§ **Task item**
What appears from the line containing "pub async fn" to the end of the listing below should be copied exactly, with no other lines.
*** Data shown ***
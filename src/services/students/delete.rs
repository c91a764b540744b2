use actix_web::{HttpRequest, HttpResponse, Result as ActixResult};
use tracing::info;

use super::StudentService;
use crate::models::{ApiResponse, ErrorCode};
use crate::services::{error_response, not_found};

pub async fn delete_student(
    service: &StudentService,
    request: &HttpRequest,
    student_id: i64,
) -> ActixResult<HttpResponse> {
    let storage = service.get_storage(request);

    match storage.delete_student(student_id).await {
        Ok(true) => {
            info!("Student {} deleted", student_id);
            Ok(HttpResponse::Ok().json(ApiResponse::success_empty("Student deleted successfully")))
        }
        Ok(false) => Ok(not_found(ErrorCode::StudentNotFound, "Student not found")),
        Err(e) => Ok(error_response(&e, ErrorCode::Conflict)),
    }
}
*** End of Data shown ***
§ **Solved problem**
pub async fn delete_student(
    service: &StudentService,
    request: &HttpRequest,
    student_id: i64,
) -> ActixResult<HttpResponse> {
    let storage = service.get_storage(request);

    match storage.delete_student(student_id).await {
        Ok(true) => {
            info!("Student {} deleted", student_id);
            Ok(HttpResponse::Ok().json(ApiResponse::success_empty("Student deleted successfully")))
        }
        Ok(false) => Ok(not_found(ErrorCode::StudentNotFound, "Student not found")),
        Err(e) => Ok(error_response(&e, ErrorCode::Conflict)),
    }
}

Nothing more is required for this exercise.